65° ist für die noch kein Problem, wobei kühler sicher trotzdem besser ist, je wärmer die CPU im dauerhaften Betrieb ist, desto kürzer ist die Lebenszeit


----------



## Arosk (28. Mai 2011)

Funktioniert Realmtemp nur mit Intel Prozessoren?

NVM, habs gefunden ^^



> R[font=Verdana, Arial, Helvetica, sans-serif]ealTemp is a temperature monitoring program designed for all Intel single Core, dual Core and quad Core processors.[/font]


----------



## DeathDragon (28. Mai 2011)

Nein das Problem tritt nicht nur beim wechseln zwischen Game und Desktop auf.

Die zweite Grafikkarte wird nur aktiviert wenn sich der Laptop nicht am Strom befindet. Es war wohl eher zufall dass dann das Problem auftrat.

Directx lässt sich leider nicht einfach so deinstallieren und wenn ich eine Version runterlade und installieren will kommt die Meldung: Eine neuere oder gleichwertige Version von DirectX ist bereits installiert. Eine Installation ist nicht notwendig.

Die Temperatur der CPU liegt wohl daran dass der PC bereits längere Zeit läuft und ich einiges versucht habe um das Problem zu beheben ;-)


----------



## ichbinnichtschuld (28. Mai 2011)

directx kann man nicht deinstallieren, wenn bei fable ein einfaches directx upgrade dabei war, wird das nicht ursache des problems sein.

wie alt ist der laptop, vlt ist der lüfter mit stuab verstopft


----------



## DeathDragon (28. Mai 2011)

Der Laptop ist erst +- zwei Wochen alt. Also noch ziemlich neu


----------



## spectrumizer (28. Mai 2011)

ichbinnichtschuld schrieb:


> directx kann man nicht deinstallieren, wenn bei fable ein einfaches directx upgrade dabei war, wird das nicht ursache des problems sein.

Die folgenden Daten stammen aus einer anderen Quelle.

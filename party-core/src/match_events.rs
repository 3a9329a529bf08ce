use party_types::{HistoryEntry, MatchId, Phase, PlayerId, Prompt};

use crate::ScoreDelta;

#[derive(Debug, Clone, PartialEq)]
pub enum MatchEvent {
    MatchStarted {
        match_id: MatchId,
        player_count: usize,
        max_rounds: u32,
    },
    PhaseChanged {
        match_id: MatchId,
        from: Phase,
        to: Phase,
    },
    PromptChosen {
        match_id: MatchId,
        drawer: PlayerId,
        prompt: Prompt,
    },
    TurnCompleted {
        match_id: MatchId,
        entry: HistoryEntry,
        deltas: Vec<ScoreDelta>,
        timed_out: bool,
    },
    RoundCompleted {
        match_id: MatchId,
        round: u32,
    },
    MatchEnded {
        match_id: MatchId,
        early: bool,
    },
}

impl MatchEvent {
    pub fn match_id(&self) -> MatchId {
        match self {
            MatchEvent::MatchStarted { match_id, .. } => *match_id,
            MatchEvent::PhaseChanged { match_id, .. } => *match_id,
            MatchEvent::PromptChosen { match_id, .. } => *match_id,
            MatchEvent::TurnCompleted { match_id, .. } => *match_id,
            MatchEvent::RoundCompleted { match_id, .. } => *match_id,
            MatchEvent::MatchEnded { match_id, .. } => *match_id,
        }
    }
}

/// Event handler trait for observing match progress
pub trait MatchEventHandler: Send + Sync {
    fn handle_event(&mut self, event: MatchEvent);
}

/// Simple event bus for distributing match events
pub struct MatchEventBus {
    handlers: Vec<Box<dyn MatchEventHandler>>,
}

impl MatchEventBus {
    pub fn new() -> Self {
        Self {
            handlers: Vec::new(),
        }
    }

    pub fn add_handler(&mut self, handler: Box<dyn MatchEventHandler>) {
        self.handlers.push(handler);
    }

    pub fn publish(&mut self, event: MatchEvent) {
        for handler in &mut self.handlers {
            handler.handle_event(event.clone());
        }
    }
}

impl Default for MatchEventBus {
    fn default() -> Self {
        Self::new()
    }
}

impl std::fmt::Debug for MatchEventBus {
    fn fmt(&self, f: &mut std::fmt::Formatter<'_>) -> std::fmt::Result {
        f.debug_struct("MatchEventBus")
            .field("handlers", &self.handlers.len())
            .finish()
    }
}
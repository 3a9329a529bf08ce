use party_types::{Difficulty, PoolOrigin, Prompt};
use rand::rngs::StdRng;
use rand::{Rng, SeedableRng};

/// Number of prompts offered to the drawer each turn
pub const CHOICES_PER_TURN: usize = 3;

/// Source of uniform indices for prompt sampling
pub trait PromptPicker {
    /// Return an index in `0..len`. Never called with `len == 0`.
    fn pick(&mut self, len: usize) -> usize;
}

/// `rand`-backed picker used outside of tests
#[derive(Debug, Clone)]
pub struct RandomPicker<R = StdRng> {
    rng: R,
}

impl RandomPicker<StdRng> {
    pub fn from_os_rng() -> Self {
        Self {
            rng: StdRng::from_os_rng(),
        }
    }

    pub fn seeded(seed: u64) -> Self {
        Self {
            rng: StdRng::seed_from_u64(seed),
        }
    }
}

impl<R: Rng> PromptPicker for RandomPicker<R> {
    fn pick(&mut self, len: usize) -> usize {
        self.rng.random_range(0..len)
    }
}

/// Build the three-prompt offer for a turn.
///
/// A small curated pool (three entries or fewer) is offered as-is, in pool
/// order, repeating from the start if it holds fewer than three. Otherwise
/// one prompt is drawn from each of the easy, medium and hard buckets, and
/// an empty bucket falls back to a draw from the whole pool. An empty pool
/// yields no choices.
pub fn choose_prompts(
    pool: &[Prompt],
    origin: PoolOrigin,
    picker: &mut impl PromptPicker,
) -> Vec<Prompt> {
    if pool.is_empty() {
        return Vec::new();
    }

    if origin == PoolOrigin::Bank && pool.len() <= CHOICES_PER_TURN {
        return pool.iter().cycle().take(CHOICES_PER_TURN).cloned().collect();
    }

    Difficulty::TARGETED
        .iter()
        .map(|target| {
            let bucket: Vec<&Prompt> = pool
                .iter()
                .filter(|p| p.difficulty.bucket() == *target)
                .collect();
            if bucket.is_empty() {
                pool[picker.pick(pool.len())].clone()
            } else {
                bucket[picker.pick(bucket.len())].clone()
            }
        })
        .collect()
}

const FALLBACK_WORDS: &[(&str, &str, Difficulty)] = &[
    ("cat", "Animals", Difficulty::Easy),
    ("sun", "Nature", Difficulty::Easy),
    ("house", "Places", Difficulty::Easy),
    ("apple", "Food", Difficulty::Easy),
    ("guitar", "Music", Difficulty::Medium),
    ("rainbow", "Nature", Difficulty::Medium),
    ("bicycle", "Transport", Difficulty::Medium),
    ("snowman", "Winter", Difficulty::Medium),
    ("lighthouse", "Places", Difficulty::Hard),
    ("time machine", "Science Fiction", Difficulty::Hard),
    ("photosynthesis", "Science", Difficulty::Hard),
    ("traffic jam", "Transport", Difficulty::Hard),
];

/// Static prompts used whenever generation fails or returns nothing
pub fn fallback_prompts() -> Vec<Prompt> {
    FALLBACK_WORDS
        .iter()
        .map(|(word, category, difficulty)| Prompt::new(*word, *category, *difficulty))
        .collect()
}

Sehe ich auch so. DirectX ist lediglich eine Schnittstelle zw. Windows und der Grafikhardware und kein "Treiber", wie es hier so oft benannt wurde. Einzig Probleme könnte es geben, wenn man eine veraltete DX Version benutzt, was sich dann aber durch "aussagekräftige" Fehlermeldungen bemerkbar macht und nicht durch heimliche Grafikfehler, wo keiner weiß, wo die herkommen können.

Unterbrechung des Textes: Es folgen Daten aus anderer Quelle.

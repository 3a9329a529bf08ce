use crate::{MatchId, PlayerId};
use serde::{Deserialize, Serialize};
use ts_rs::TS;

use crate::player::{Player, Standing};

#[derive(Debug, Clone, Copy, PartialEq, Eq, Hash, Serialize, Deserialize, TS)]
#[serde(rename_all = "lowercase")]
#[ts(export)]
pub enum Difficulty {
    Easy,
    Medium,
    Hard,
    Custom,
}

impl Difficulty {
    /// The three buckets a balanced prompt offer draws from, in offer order
    pub const TARGETED: [Difficulty; 3] = [Difficulty::Easy, Difficulty::Medium, Difficulty::Hard];

    /// Bucket a prompt is filed under when partitioning a pool.
    /// Custom words fill the easy bucket.
    pub fn bucket(self) -> Difficulty {
        match self {
            Difficulty::Custom => Difficulty::Easy,
            other => other,
        }
    }
}

#[derive(Debug, Clone, PartialEq, Eq, Serialize, Deserialize, TS)]
#[ts(export)]
pub struct Prompt {
    pub word: String,
    pub category: String,
    pub difficulty: Difficulty,
}

impl Prompt {
    pub fn new(word: impl Into<String>, category: impl Into<String>, difficulty: Difficulty) -> Self {
        Self {
            word: word.into(),
            category: category.into(),
            difficulty,
        }
    }
}

/// Where the active prompt pool came from
#[derive(Debug, Clone, Copy, PartialEq, Eq, Serialize, Deserialize, TS)]
#[ts(export)]
pub enum PoolOrigin {
    Generated,
    Bank,
}

#[derive(Debug, Clone, Copy, PartialEq, Eq, Serialize, Deserialize, TS)]
#[ts(export)]
pub enum Phase {
    Setup,            // Roster building
    Loading,          // Waiting for the prompt batch
    PreTurn,          // Hand the device to the drawer
    ChoosingPrompt,   // Drawer picks one of three prompts
    Drawing,          // Countdown running
    ConfirmingScore,  // Countdown stopped, guessers being marked
    PostTurn,         // Turn resolved, history appended
    RoundLeaderboard, // Every player has drawn once this round
    GameOver,
}

impl Phase {
    /// Phases belonging to a running match, where "end early" is accepted
    pub fn is_in_match(self) -> bool {
        !matches!(self, Phase::Setup | Phase::GameOver)
    }

    /// Phases in which a drawer exists and `current_player_index` is meaningful
    pub fn has_drawer(self) -> bool {
        matches!(
            self,
            Phase::PreTurn
                | Phase::ChoosingPrompt
                | Phase::Drawing
                | Phase::ConfirmingScore
                | Phase::PostTurn
        )
    }
}

#[derive(Debug, Clone, PartialEq, Eq, Serialize, Deserialize, TS)]
#[ts(export)]
pub struct TurnContext {
    pub current_player_index: usize,
    pub current_prompt: Option<Prompt>,
    pub prompt_choices: Vec<Prompt>,
    pub timer: u32,
    pub round: u32,
    pub max_rounds: u32,
}

impl TurnContext {
    pub fn new(max_rounds: u32, turn_seconds: u32) -> Self {
        Self {
            current_player_index: 0,
            current_prompt: None,
            prompt_choices: Vec::new(),
            timer: turn_seconds,
            round: 1,
            max_rounds,
        }
    }
}

#[derive(Debug, Clone, PartialEq, Eq, Serialize, Deserialize, TS)]
#[ts(export)]
pub struct HistoryEntry {
    pub player_name: String,
    pub word: String,
    pub was_correct: bool,
    pub winners: Vec<String>,
}

#[derive(Debug, Clone, Serialize, Deserialize, TS)]
#[ts(export)]
pub struct MatchState {
    pub id: MatchId,
    pub phase: Phase,
    pub players: Vec<Player>,
    pub turn: TurnContext,
    pub history: Vec<HistoryEntry>,
    pub selected_guessers: Vec<PlayerId>,
    pub prompt_pool: Vec<Prompt>,
    pub pool_origin: PoolOrigin,
    pub countdown_epoch: u32,
}

impl MatchState {
    pub fn new(id: MatchId, max_rounds: u32, turn_seconds: u32) -> Self {
        Self {
            id,
            phase: Phase::Setup,
            players: Vec::new(),
            turn: TurnContext::new(max_rounds, turn_seconds),
            history: Vec::new(),
            selected_guessers: Vec::new(),
            prompt_pool: Vec::new(),
            pool_origin: PoolOrigin::Generated,
            countdown_epoch: 0,
        }
    }

    /// The player currently drawing, if the phase has one
    pub fn drawer(&self) -> Option<&Player> {
        if !self.phase.has_drawer() {
            return None;
        }
        self.players.get(self.turn.current_player_index)
    }

    pub fn player(&self, player_id: PlayerId) -> Option<&Player> {
        self.players.iter().find(|p| p.id == player_id)
    }

    pub fn is_selected(&self, player_id: PlayerId) -> bool {
        self.selected_guessers.contains(&player_id)
    }

    /// Players ordered by score, highest first. Ties keep roster order and share a rank.
    pub fn standings(&self) -> Vec<Standing> {
        let mut ordered: Vec<&Player> = self.players.iter().collect();
        // sort_by is stable, so equal scores stay in roster order
        ordered.sort_by(|a, b| b.score.cmp(&a.score));

        let mut standings = Vec::with_capacity(ordered.len());
        let mut rank = 0;
        let mut previous_score = None;
        for (position, player) in ordered.into_iter().enumerate() {
            if previous_score != Some(player.score) {
                rank = position as u32 + 1;
                previous_score = Some(player.score);
            }
            standings.push(Standing {
                rank,
                player_id: player.id,
                name: player.name.clone(),
                score: player.score,
            });
        }
        standings
    }

    /// Every player sharing the top score. Empty when there are no players.
    pub fn leaders(&self) -> Vec<&Player> {
        let Some(top) = self.players.iter().map(|p| p.score).max() else {
            return Vec::new();
        };
        self.players.iter().filter(|p| p.score == top).collect()
    }
}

Meine Vermutung ist immernoch, dass die Grafikkarte möglicherweise 'nen Temperaturschaden erlitten hat. Um ganz sicher zu gehen, hilft in dem Fall leider wohl nur 'ne Neuinstallation.


----------



## mristau (28. Mai 2011)

Ich habe nen ganz anderen Verdacht, es könnte sein, dass der RAM nen Fehler hat, diese WoW Bildfehler hatte ich auch mal und zwar kurz vor meine alte Grafikkarte abgeraucht ist, dann aber auch nicht immer, meistens gings nach nem Neustart wieder normal.
Diese Grafikfehler sind ja grundsätzlich extrem lang gezogene Texturen, von z.B. Boden oder nem Blatt
Könnte mir daher denken, dass es nen RAM Fehler gab, beim einlesen der Textur in den RAM und da es ein Notebook ist, nutzt die Grafikkarte ja den System RAM als Speicher.

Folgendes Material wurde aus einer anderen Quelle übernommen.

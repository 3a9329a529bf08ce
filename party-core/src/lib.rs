pub mod config;
pub mod hint_reveal;
pub mod match_events;
pub mod prompt_selection;
pub mod scheduler;
pub mod scoring;
pub mod sketch;
pub mod word_bank;

// Re-export main components
pub use config::*;
pub use hint_reveal::*;
pub use match_events::*;
pub use prompt_selection::*;
pub use scheduler::*;
pub use scoring::*;
pub use sketch::*;
pub use word_bank::*;
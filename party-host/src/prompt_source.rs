use async_trait::async_trait;
use party_core::fallback_prompts;
use party_types::Prompt;
use reqwest::{Client, StatusCode};
use serde::{Deserialize, Serialize};
use std::time::Duration;
use thiserror::Error;
use tracing::{debug, warn};

/// Supplies candidate prompts for a match.
///
/// Implementations always resolve: failures are absorbed into the static
/// fallback list rather than surfaced to the scheduler.
#[async_trait]
pub trait PromptSource: Send + Sync {
    async fn fetch_prompts(&self, count: usize) -> Vec<Prompt>;
}

/// Serves the built-in fallback list
#[derive(Debug, Clone, Default)]
pub struct StaticPromptSource;

#[async_trait]
impl PromptSource for StaticPromptSource {
    async fn fetch_prompts(&self, _count: usize) -> Vec<Prompt> {
        fallback_prompts()
    }
}

#[derive(Debug, Error)]
pub enum PromptFetchError {
    #[error("request failed: {0}")]
    Request(#[from] reqwest::Error),
    #[error("generator returned status {0}")]
    Status(StatusCode),
    #[error("generator returned no usable prompts")]
    Empty,
}

#[derive(Serialize)]
struct PromptRequest {
    count: usize,
}

#[derive(Deserialize)]
struct PromptBatch {
    prompts: Vec<Prompt>,
}

/// Asks an external generator for a batch: `POST {"count": n}` answered
/// with `{"prompts": [{"word", "category", "difficulty"}]}`
#[derive(Debug, Clone)]
pub struct HttpPromptSource {
    client: Client,
    endpoint: String,
}

impl HttpPromptSource {
    pub fn new(endpoint: impl Into<String>, timeout: Duration) -> Result<Self, PromptFetchError> {
        let client = Client::builder().timeout(timeout).build()?;
        Ok(Self {
            client,
            endpoint: endpoint.into(),
        })
    }

    pub async fn request(&self, count: usize) -> Result<Vec<Prompt>, PromptFetchError> {
        debug!("Requesting {} prompts from {}", count, self.endpoint);
        let response = self
            .client
            .post(&self.endpoint)
            .json(&PromptRequest { count })
            .send()
            .await?;

        if !response.status().is_success() {
            return Err(PromptFetchError::Status(response.status()));
        }

        let batch: PromptBatch = response.json().await?;
        let prompts: Vec<Prompt> = batch
            .prompts
            .into_iter()
            .filter(|p| !p.word.trim().is_empty())
            .collect();
        if prompts.is_empty() {
            return Err(PromptFetchError::Empty);
        }
        Ok(prompts)
    }
}

#[async_trait]
impl PromptSource for HttpPromptSource {
    async fn fetch_prompts(&self, count: usize) -> Vec<Prompt> {
        match self.request(count).await {
            Ok(prompts) => {
                debug!("Generator returned {} prompts", prompts.len());
                prompts
            }
            Err(e) => {
                warn!("Prompt generation failed ({}), using fallback prompts", e);
                fallback_prompts()
            }
        }
    }
}
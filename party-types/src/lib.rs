pub mod bank;
pub mod errors;
pub mod game;
pub mod messages;
pub mod player;

// Re-export all types
pub use bank::*;
pub use errors::*;
pub use game::*;
pub use messages::*;
pub use player::*;

pub type MatchId = uuid::Uuid;
pub type PlayerId = uuid::Uuid;
pub type BankId = String;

Also auf jedenfall mal ein MEMTest laufen lassen per Boot-CD oder ähnlichem

Das könnte auch durchaus durch erhöhte Temperatur passiert sein, gerade bei nem Laptop ist ausreichende Belüftung das A und O


Ach ja, Treiberfehler kann man meines Erachtens zu 99,99% ausschließen, eher noch ein Fehler in den Daten von WoW selbst, aber da es ja nicht nur WoW betraf, wohl ein Systemfehler


----------



## ichbinnichtschuld (28. Mai 2011)

nur der sicherheit halber: der laptop hat festen untergrund wo er auch atmen kann?


----------



## Felix^^ (28. Mai 2011)

Konov schrieb:


> Würde den DX11 Treiber von Fable 3 mal wieder runterhauen und nen alten probieren, könnte durchaus sein dass es daran liegt.
> 
> CPU Temperatur von 65° kommt mir irgendwie etwas hoch vor.
> Bei nem X4 ist maximal Temperatur bevor das Teil durchbrennt schon 65° laut hersteller. Weiß nicht wie es bei nem i5 ist aber bei mir beim Zocken geht die Temp im Regelfall nicht über 60 Grad. Bzw. sollte sie laut BIOS auch nicht.



Erst ab 120 ° C verändert sich die Atomstrucktur des Prozessorkerns und diese unbrauchbar.


----------



## DeathDragon (28. Mai 2011)

Ja der Laptop hat einen festen Untergrund und die Belüftung wird nicht blockiert.

Ich habe jetzt 2h lang memtest laufen lassen und es hat keinen Fehler in den Rams feststellen können


----------